:: DATA EXCERPTS ::
....

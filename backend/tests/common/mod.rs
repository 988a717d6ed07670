//! Shared fixtures for backend integration tests
#![allow(dead_code)]

use std::sync::atomic::{AtomicBool, AtomicUsize, Ordering};
use std::sync::{Arc, Mutex};

use async_trait::async_trait;
use uuid::Uuid;

use factory_order_backend::error::AppResult;
use factory_order_backend::external::{
    DownstreamError, DownstreamOrderClient, DownstreamOrderRef, DownstreamOrderRequest,
};
use factory_order_backend::repository::{
    MemoryOrderRepository, MemoryStockRepository, OrderFilter, OrderRepository, StockRepository,
};
use factory_order_backend::services::order::CreateOrderInput;
use factory_order_backend::services::{FulfillmentService, OrderService, StockService};
use shared::{
    ItemType, Order, OrderItem, OrderKind, ReasonCode, StockAdjustment, StockKey, UuidTokenSource,
};

/// Downstream collaborator that records every request it receives
#[derive(Default)]
pub struct RecordingDownstreamClient {
    pub requests: Mutex<Vec<DownstreamOrderRequest>>,
    pub fail_unavailable: AtomicBool,
}

#[async_trait]
impl DownstreamOrderClient for RecordingDownstreamClient {
    async fn create_downstream(
        &self,
        request: DownstreamOrderRequest,
    ) -> Result<DownstreamOrderRef, DownstreamError> {
        self.requests.lock().unwrap().push(request);
        if self.fail_unavailable.load(Ordering::SeqCst) {
            return Err(DownstreamError::Unavailable(
                "connection refused".to_string(),
            ));
        }
        Ok(DownstreamOrderRef {
            order_number: Some("WH-RECORDED".to_string()),
        })
    }
}

/// Order repository decorator that counts persisted updates
pub struct CountingOrderRepository {
    inner: MemoryOrderRepository,
    pub updates: AtomicUsize,
}

impl CountingOrderRepository {
    pub fn new() -> Self {
        Self {
            inner: MemoryOrderRepository::new(),
            updates: AtomicUsize::new(0),
        }
    }

    pub fn update_count(&self) -> usize {
        self.updates.load(Ordering::SeqCst)
    }
}

#[async_trait]
impl OrderRepository for CountingOrderRepository {
    async fn insert(&self, order: Order) -> AppResult<Order> {
        self.inner.insert(order).await
    }

    async fn get(&self, id: Uuid) -> AppResult<Order> {
        self.inner.get(id).await
    }

    async fn get_by_number(&self, order_number: &str) -> AppResult<Order> {
        self.inner.get_by_number(order_number).await
    }

    async fn update(&self, order: &Order) -> AppResult<()> {
        self.updates.fetch_add(1, Ordering::SeqCst);
        self.inner.update(order).await
    }

    async fn list(&self, filter: OrderFilter) -> AppResult<Vec<Order>> {
        self.inner.list(filter).await
    }

    async fn confirmed_at_workstation(&self, workstation_id: i64) -> AppResult<Vec<Order>> {
        self.inner.confirmed_at_workstation(workstation_id).await
    }

    async fn chain(&self, base: &str) -> AppResult<Vec<Order>> {
        self.inner.chain(base).await
    }
}

/// Fully wired services over in-memory stores
pub struct TestApp {
    pub stock_repo: Arc<MemoryStockRepository>,
    pub order_repo: Arc<CountingOrderRepository>,
    pub orders: OrderService,
    pub stock: StockService,
    pub fulfillment: FulfillmentService,
    pub downstream: Arc<RecordingDownstreamClient>,
}

pub fn test_app() -> TestApp {
    let stock_repo = Arc::new(MemoryStockRepository::new());
    let order_repo = Arc::new(CountingOrderRepository::new());
    let downstream = Arc::new(RecordingDownstreamClient::default());

    let orders = OrderService::new(
        order_repo.clone(),
        stock_repo.clone(),
        Arc::new(UuidTokenSource),
        downstream.clone(),
    );
    let stock = StockService::new(stock_repo.clone());
    let fulfillment = FulfillmentService::new(order_repo.clone(), stock_repo.clone());

    TestApp {
        stock_repo,
        order_repo,
        orders,
        stock,
        fulfillment,
        downstream,
    }
}

pub fn part(item_id: i64, quantity: i64) -> OrderItem {
    OrderItem::new(ItemType::Part, item_id, quantity)
}

pub fn key(workstation_id: i64, item_id: i64) -> StockKey {
    StockKey::new(workstation_id, ItemType::Part, item_id)
}

/// Seed stock for one part at a workstation
pub async fn seed_stock(app: &TestApp, workstation_id: i64, item_id: i64, quantity: i64) {
    app.stock_repo
        .adjust(StockAdjustment {
            key: key(workstation_id, item_id),
            delta: quantity,
            reason_code: ReasonCode::InitialStock,
            notes: None,
        })
        .await
        .expect("seeding stock");
}

/// Create a pending customer order
pub async fn customer_order(app: &TestApp, workstation_id: i64, items: Vec<OrderItem>) -> Order {
    app.orders
        .create_order(CreateOrderInput {
            kind: OrderKind::Customer,
            parent_order_number: None,
            workstation_id,
            items,
            priority: None,
        })
        .await
        .expect("creating customer order")
}

/// Create and confirm a customer order
pub async fn confirmed_order(app: &TestApp, workstation_id: i64, items: Vec<OrderItem>) -> Order {
    let order = customer_order(app, workstation_id, items).await;
    app.orders
        .confirm_order(order.id)
        .await
        .expect("confirming order")
}

/// Create and confirm a child order of the given kind
pub async fn confirmed_child(
    app: &TestApp,
    kind: OrderKind,
    parent_order_number: &str,
    workstation_id: i64,
    items: Vec<OrderItem>,
) -> Order {
    let order = app
        .orders
        .create_order(CreateOrderInput {
            kind,
            parent_order_number: Some(parent_order_number.to_string()),
            workstation_id,
            items,
            priority: None,
        })
        .await
        .expect("creating child order");
    app.orders
        .confirm_order(order.id)
        .await
        .expect("confirming child order")
}
//! Stock and ledger models
//!
//! Stock quantities are only ever changed through ledger adjustments; the
//! materialized `StockRecord` is a running balance, never recomputed from
//! scratch in steady state.

use chrono::{DateTime, Utc};
use serde::{Deserialize, Serialize};

/// Upper bound for any stock quantity
pub const MAX_STOCK_QUANTITY: i64 = 999_999;

/// Kind of item held in stock
#[derive(Debug, Clone, Copy, PartialEq, Eq, Hash, Serialize, Deserialize)]
#[serde(rename_all = "snake_case")]
pub enum ItemType {
    Product,
    Module,
    Part,
}

impl ItemType {
    pub fn as_str(&self) -> &'static str {
        match self {
            ItemType::Product => "product",
            ItemType::Module => "module",
            ItemType::Part => "part",
        }
    }
}

impl std::str::FromStr for ItemType {
    type Err = String;

    fn from_str(s: &str) -> Result<Self, Self::Err> {
        match s {
            "product" => Ok(ItemType::Product),
            "module" => Ok(ItemType::Module),
            "part" => Ok(ItemType::Part),
            other => Err(format!("unknown item type: {}", other)),
        }
    }
}

impl std::fmt::Display for ItemType {
    fn fmt(&self, f: &mut std::fmt::Formatter<'_>) -> std::fmt::Result {
        write!(f, "{}", self.as_str())
    }
}

/// Identifies one fungible inventory pool
#[derive(Debug, Clone, Copy, PartialEq, Eq, Hash, Serialize, Deserialize)]
pub struct StockKey {
    pub workstation_id: i64,
    pub item_type: ItemType,
    pub item_id: i64,
}

impl StockKey {
    pub fn new(workstation_id: i64, item_type: ItemType, item_id: i64) -> Self {
        Self {
            workstation_id,
            item_type,
            item_id,
        }
    }
}

impl std::fmt::Display for StockKey {
    fn fmt(&self, f: &mut std::fmt::Formatter<'_>) -> std::fmt::Result {
        write!(
            f,
            "ws{}/{}:{}",
            self.workstation_id, self.item_type, self.item_id
        )
    }
}

/// Materialized current balance for one stock key
#[derive(Debug, Clone, Serialize, Deserialize)]
pub struct StockRecord {
    pub key: StockKey,
    pub quantity: i64,
    pub updated_at: DateTime<Utc>,
}

/// Why a ledger adjustment happened
#[derive(Debug, Clone, Copy, PartialEq, Eq, Serialize, Deserialize)]
#[serde(rename_all = "snake_case")]
pub enum ReasonCode {
    Fulfillment,
    ProductionCompleted,
    SupplyReceived,
    Adjustment,
    InitialStock,
}

impl ReasonCode {
    pub fn as_str(&self) -> &'static str {
        match self {
            ReasonCode::Fulfillment => "fulfillment",
            ReasonCode::ProductionCompleted => "production_completed",
            ReasonCode::SupplyReceived => "supply_received",
            ReasonCode::Adjustment => "adjustment",
            ReasonCode::InitialStock => "initial_stock",
        }
    }
}

impl std::str::FromStr for ReasonCode {
    type Err = String;

    fn from_str(s: &str) -> Result<Self, Self::Err> {
        match s {
            "fulfillment" => Ok(ReasonCode::Fulfillment),
            "production_completed" => Ok(ReasonCode::ProductionCompleted),
            "supply_received" => Ok(ReasonCode::SupplyReceived),
            "adjustment" => Ok(ReasonCode::Adjustment),
            "initial_stock" => Ok(ReasonCode::InitialStock),
            other => Err(format!("unknown reason code: {}", other)),
        }
    }
}

/// Immutable journal entry for one signed stock delta
///
/// `balance_after` of the newest entry for a key always equals the current
/// `StockRecord.quantity` for that key.
#[derive(Debug, Clone, Serialize, Deserialize)]
pub struct LedgerEntry {
    pub id: i64,
    pub key: StockKey,
    pub delta: i64,
    pub balance_after: i64,
    pub reason_code: ReasonCode,
    pub notes: Option<String>,
    pub created_at: DateTime<Utc>,
}

/// One requested adjustment, used singly or in all-or-nothing batches
#[derive(Debug, Clone, Serialize, Deserialize)]
pub struct StockAdjustment {
    pub key: StockKey,
    pub delta: i64,
    pub reason_code: ReasonCode,
    pub notes: Option<String>,
}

....

Beginning at the line above with "let order_repo = Arc::new(CountingOrderRepository::new());" and finishing at the line with "pending customer order", return each line exactly and return nothing else.

    let order_repo = Arc::new(CountingOrderRepository::new());
    let downstream = Arc::new(RecordingDownstreamClient::default());

    let orders = OrderService::new(
        order_repo.clone(),
        stock_repo.clone(),
        Arc::new(UuidTokenSource),
        downstream.clone(),
    );
    let stock = StockService::new(stock_repo.clone());
    let fulfillment = FulfillmentService::new(order_repo.clone(), stock_repo.clone());

    TestApp {
        stock_repo,
        order_repo,
        orders,
        stock,
        fulfillment,
        downstream,
    }
}

pub fn part(item_id: i64, quantity: i64) -> OrderItem {
    OrderItem::new(ItemType::Part, item_id, quantity)
}

pub fn key(workstation_id: i64, item_id: i64) -> StockKey {
    StockKey::new(workstation_id, ItemType::Part, item_id)
}

/// Seed stock for one part at a workstation
pub async fn seed_stock(app: &TestApp, workstation_id: i64, item_id: i64, quantity: i64) {
    app.stock_repo
        .adjust(StockAdjustment {
            key: key(workstation_id, item_id),
            delta: quantity,
            reason_code: ReasonCode::InitialStock,
            notes: None,
        })
        .await
        .expect("seeding stock");
}

/// Create a pending customer order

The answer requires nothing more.